The Client’s continued use of the Site or Services after the effective date of an amendment constitutes acceptance of the amended Terms. If the Client does not agree to an amendment, the Client’s sole and exclusive remedy is to terminate the engagement in accordance with Section 8.
General Provisions
Entire Agreement
These Terms, together with the Dispatch Agreement, the Privacy Policy, and any other policies expressly incorporated herein by reference, constitute the entire agreement between the parties with respect to the subject matter hereof and supersede all prior or contemporaneous understandings, communications, and agreements, whether oral or written.
Severability
If any provision of these Terms is held by a court or arbitrator of competent jurisdiction to be invalid, illegal, or unenforceable, such provision shall be modified to the minimum extent necessary to render it enforceable, and the remaining provisions shall continue in full force and effect.
Waiver
No waiver by either party of any breach or default hereunder shall be deemed a waiver of any subsequent breach or default. No waiver shall be effective unless in writing signed by an authorized representative of the waiving party.
Assignment
The Client shall not assign, transfer, or delegate any of its rights or obligations under these Terms without the prior written consent of the Company. The Company may assign these Terms, in whole or in part, to any successor in interest in connection with a merger, acquisition, reorganization, or sale of assets. These Terms shall bind and inure to the benefit of the parties and their permitted successors and assigns.
Independent Contractors
The parties are independent contractors. Nothing in these Terms shall be construed to create a partnership, joint venture, employment, or agency relationship (except the limited agency expressly set out in Section 5), and neither party has authority to bind the other except as expressly provided.
Notices
Notices required or permitted under these Terms shall be in writing and shall be deemed given when delivered by (i) personal delivery; (ii) nationally recognized overnight courier; (iii) certified U.S. mail, return receipt requested; or (iv) email to the addresses last designated by each party.

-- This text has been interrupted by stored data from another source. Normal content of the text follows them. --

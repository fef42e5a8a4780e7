//! Per-sentence orchestration and the externally visible result records.
//!
//! Every sentence goes through the same stateless sequence:
//! rule scoring → classifier fan-out → blend → normalize → synthesize →
//! position. Sentences never influence each other, so a document is just the
//! sentence transform mapped over its segments.

use std::collections::BTreeMap;

use serde::{Deserialize, Serialize};

use crate::category::{EmotionCategory, NormalizedScores, ScoreVector};
use crate::classifier::{Classifier, ClassifierError, ClassifierResult};
use crate::config::{ConfigError, PipelineConfig};
use crate::fusion::{blend_scores, merge_scores, normalize_and_threshold};
use crate::lexical::score_tokens;
use crate::phrasal::score_phrases;
use crate::placement::{PositionedCommandSet, position_commands};
use crate::signal::adapt_classifier_output;
use crate::synth::synthesize_commands;
use crate::tables::Tables;
use crate::tokenizer::{split_sentences, tokenize};

/// The primary output record for one sentence.
#[derive(Clone, Debug, PartialEq, Serialize, Deserialize)]
pub struct SentenceResult {
    /// 1-based, in segmentation order.
    pub sentence_number: usize,
    pub sentence: String,
    pub normalized_emotion_scores: NormalizedScores,
    /// Always four entries, addresses 1–4, even when there are no commands.
    pub haptic_commands: Vec<PositionedCommandSet>,
}

/// The secondary (plotting) output record: pre-normalization blended scores.
#[derive(Clone, Debug, PartialEq, Serialize, Deserialize)]
pub struct RawSentenceResult {
    pub sentence_number: usize,
    pub sentence: String,
    pub raw_scores: BTreeMap<EmotionCategory, f64>,
}

/// Scoring-to-command compiler bound to a set of tables and tunables.
#[derive(Clone, Copy, Debug)]
pub struct Pipeline<'t> {
    tables: &'t Tables,
    config: PipelineConfig,
}

impl Pipeline<'static> {
    /// Standard tables with default tunables.
    pub fn standard() -> Self {
        Self {
            tables: Tables::standard(),
            config: PipelineConfig::default(),
        }
    }
}

impl<'t> Pipeline<'t> {
    pub fn new(tables: &'t Tables, config: PipelineConfig) -> Result<Self, ConfigError> {
        config.validate()?;
        Ok(Self { tables, config })
    }

    pub fn tables(&self) -> &'t Tables {
        self.tables
    }

    pub fn config(&self) -> &PipelineConfig {
        &self.config
    }

    /// Lexical + phrasal scores, merged.
    pub fn rule_scores(&self, sentence: &str) -> ScoreVector {
        let lexical = score_tokens(self.tables, &tokenize(sentence));
        let phrasal = score_phrases(self.tables, sentence);
        merge_scores(&lexical, &phrasal)
    }

    /// Blend rule scores with classifier output.
    ///
    /// Without classifier output the sentence is scored by rules alone
    /// (alpha taken as 1.0) rather than halved against an empty ML vector.
    pub fn blended_scores(&self, sentence: &str, classified: &ClassifierResult) -> ScoreVector {
        let rule = self.rule_scores(sentence);
        match classified {
            Ok(output) => {
                let ml = adapt_classifier_output(self.tables, output);
                blend_scores(&rule, &ml, self.config.alpha)
            }
            Err(_) => rule,
        }
    }

    pub fn compile_sentence(
        &self,
        sentence_number: usize,
        sentence: &str,
        classified: &ClassifierResult,
    ) -> SentenceResult {
        let blended = self.blended_scores(sentence, classified);
        let normalized = normalize_and_threshold(&blended, self.config.normalize_threshold);
        let commands = if normalized.is_empty() {
            Vec::new()
        } else {
            synthesize_commands(self.tables, &normalized, &self.config)
        };
        SentenceResult {
            sentence_number,
            sentence: sentence.to_string(),
            normalized_emotion_scores: normalized,
            haptic_commands: position_commands(&commands),
        }
    }

    pub fn raw_sentence(
        &self,
        sentence_number: usize,
        sentence: &str,
        classified: &ClassifierResult,
    ) -> RawSentenceResult {
        RawSentenceResult {
            sentence_number,
            sentence: sentence.to_string(),
            raw_scores: self.blended_scores(sentence, classified).to_map(),
        }
    }

    /// Compile pre-segmented sentences against precomputed classifier output.
    /// `classified[i]` belongs to `sentences[i]`; a missing entry counts as
    /// [`ClassifierError::Missing`].
    pub fn compile_sentences(
        &self,
        sentences: &[String],
        classified: &[ClassifierResult],
    ) -> Vec<SentenceResult> {
        self.map_sentences(sentences, classified, |n, s, c| self.compile_sentence(n, s, c))
    }

    pub fn raw_sentences(
        &self,
        sentences: &[String],
        classified: &[ClassifierResult],
    ) -> Vec<RawSentenceResult> {
        self.map_sentences(sentences, classified, |n, s, c| self.raw_sentence(n, s, c))
    }

    /// Segment `text`, classify every sentence in one batch, and compile.
    pub fn compile_document(&self, text: &str, classifier: &dyn Classifier) -> Vec<SentenceResult> {
        let sentences = split_sentences(text);
        let classified = classifier.classify_batch(&sentences);
        self.compile_sentences(&sentences, &classified)
    }

    pub fn raw_document(&self, text: &str, classifier: &dyn Classifier) -> Vec<RawSentenceResult> {
        let sentences = split_sentences(text);
        let classified = classifier.classify_batch(&sentences);
        self.raw_sentences(&sentences, &classified)
    }

    fn map_sentences<T>(
        &self,
        sentences: &[String],
        classified: &[ClassifierResult],
        f: impl Fn(usize, &str, &ClassifierResult) -> T,
    ) -> Vec<T> {
        let missing: ClassifierResult = Err(ClassifierError::Missing);
        sentences
            .iter()
            .enumerate()
            .map(|(i, sentence)| f(i + 1, sentence, classified.get(i).unwrap_or(&missing)))
            .collect()
    }
}

#[cfg(test)]
mod tests {
    use super::*;
    use crate::category::EmotionCategory::*;
    use crate::classifier::LabelScore;
    use crate::placement::Placement;

    fn neutral() -> ClassifierResult {
        Ok(vec![LabelScore::new("neutral", 0.98), LabelScore::new("joy", 0.02)])
    }

    #[test]
    fn test_rule_scores_combine_lexical_and_phrasal() {
        let p = Pipeline::standard();
        // "skittering" is a Fear keyword and part of a Fear phrase
        let s = p.rule_scores("She felt ice skittering up her spine.");
        assert_eq!(s[Fear], 3.0);
    }

    #[test]
    fn test_blend_uses_alpha() {
        let p = Pipeline::standard();
        let out = Ok(vec![LabelScore::new("fear", 1.0)]);
        let s = p.blended_scores("She was very afraid of the dark.", &out);
        // 0.5 × 2.0 + 0.5 × 0.6
        assert_eq!(s[Fear], 1.3);
        assert_eq!(s[Anxiety], 0.2);
    }

    #[test]
    fn test_classifier_failure_falls_back_to_rules() {
        let p = Pipeline::standard();
        let s = p.blended_scores(
            "She was very afraid of the dark.",
            &Err(ClassifierError::Inference("timeout".into())),
        );
        assert_eq!(s[Fear], 2.0);
    }

    #[test]
    fn test_neutral_sentence_has_empty_scores_and_four_empty_sets() {
        let p = Pipeline::standard();
        let r = p.compile_sentence(
            1,
            "The table stood by the window.",
            &Ok(vec![LabelScore::new("neutral", 1.0)]),
        );
        assert!(r.normalized_emotion_scores.is_empty());
        assert_eq!(r.haptic_commands.len(), 4);
        assert!(r.haptic_commands.iter().all(|s| s.commands.is_empty()));
    }

    #[test]
    fn test_compile_sentence_fear() {
        let p = Pipeline::standard();
        let r = p.compile_sentence(
            3,
            "She was very afraid of the dark.",
            &Ok(vec![LabelScore::new("fear", 0.9), LabelScore::new("neutral", 0.1)]),
        );
        assert_eq!(r.sentence_number, 3);
        assert_eq!(r.normalized_emotion_scores[&Fear], 1.0);
        let addresses: Vec<Placement> = r.haptic_commands.iter().map(|s| s.placement).collect();
        assert_eq!(addresses, Placement::ALL.to_vec());
        // every placement carries the same emotions
        for set in &r.haptic_commands {
            let emotions: Vec<_> = set.commands.iter().map(|c| c.emotion).collect();
            assert_eq!(emotions, vec![Fear, Anxiety]);
        }
    }

    #[test]
    fn test_compile_sentences_numbers_and_missing_outputs() {
        let p = Pipeline::standard();
        let sentences = vec!["One fear.".to_string(), "Two tears.".to_string(), "Three.".to_string()];
        let results = p.compile_sentences(&sentences, &[neutral()]);
        let numbers: Vec<_> = results.iter().map(|r| r.sentence_number).collect();
        assert_eq!(numbers, vec![1, 2, 3]);
        // sentence 2 has no classifier output and is scored by rules alone
        assert_eq!(results[1].normalized_emotion_scores.len(), 1);
        assert_eq!(results[1].normalized_emotion_scores[&Sorrow], 1.0);
    }

    #[test]
    fn test_raw_sentence_is_dense() {
        let p = Pipeline::standard();
        let r = p.raw_sentence(1, "Calm.", &Ok(vec![]));
        assert_eq!(r.raw_scores.len(), EmotionCategory::COUNT);
        assert_eq!(r.raw_scores[&Relief], 0.5);
    }

    #[test]
    fn test_new_rejects_invalid_config() {
        let config = PipelineConfig {
            alpha: -0.1,
            ..Default::default()
        };
        assert!(Pipeline::new(Tables::standard(), config).is_err());
    }

    #[test]
    fn test_compile_document_with_closure_classifier() {
        let p = Pipeline::standard();
        let classifier = |_: &str| -> ClassifierResult { Ok(vec![LabelScore::new("neutral", 1.0)]) };
        let results = p.compile_document("The fear rose. The room was quiet.", &classifier);
        assert_eq!(results.len(), 2);
        assert_eq!(results[0].normalized_emotion_scores[&Fear], 1.0);
        assert!(results[1].normalized_emotion_scores.is_empty());
    }
}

Notices to the Company shall be directed to the contact points in Section 19.
Headings
The headings in these Terms are for convenience only and shall not affect interpretation.
No Third-Party Beneficiaries
These Terms are for the sole benefit of the parties and their permitted successors and assigns, and are not intended to, and shall not, confer any rights or remedies on any other person.
Electronic Execution
The parties consent to the use of electronic records and electronic signatures in connection with these Terms and the Dispatch Agreement in accordance with the federal Electronic Signatures in Global and National Commerce Act (15 U.S.C. § 7001 et seq.) and applicable state law.
Contact the Company
Any notice, request, rights exercise, opt-out, or other communication concerning these Terms should be addressed to:
- Entity
- Meridian Dispatchers
- sales@meridiandispatchers.com
- Telephone
- (571) 576‑7104
- Reference
- Please quote “Legal Notice — MD-LEG-TOS-001”
The Company will acknowledge receipt of legal notices within a reasonable period and will respond substantively within the timeframes prescribed by these Terms or applicable law.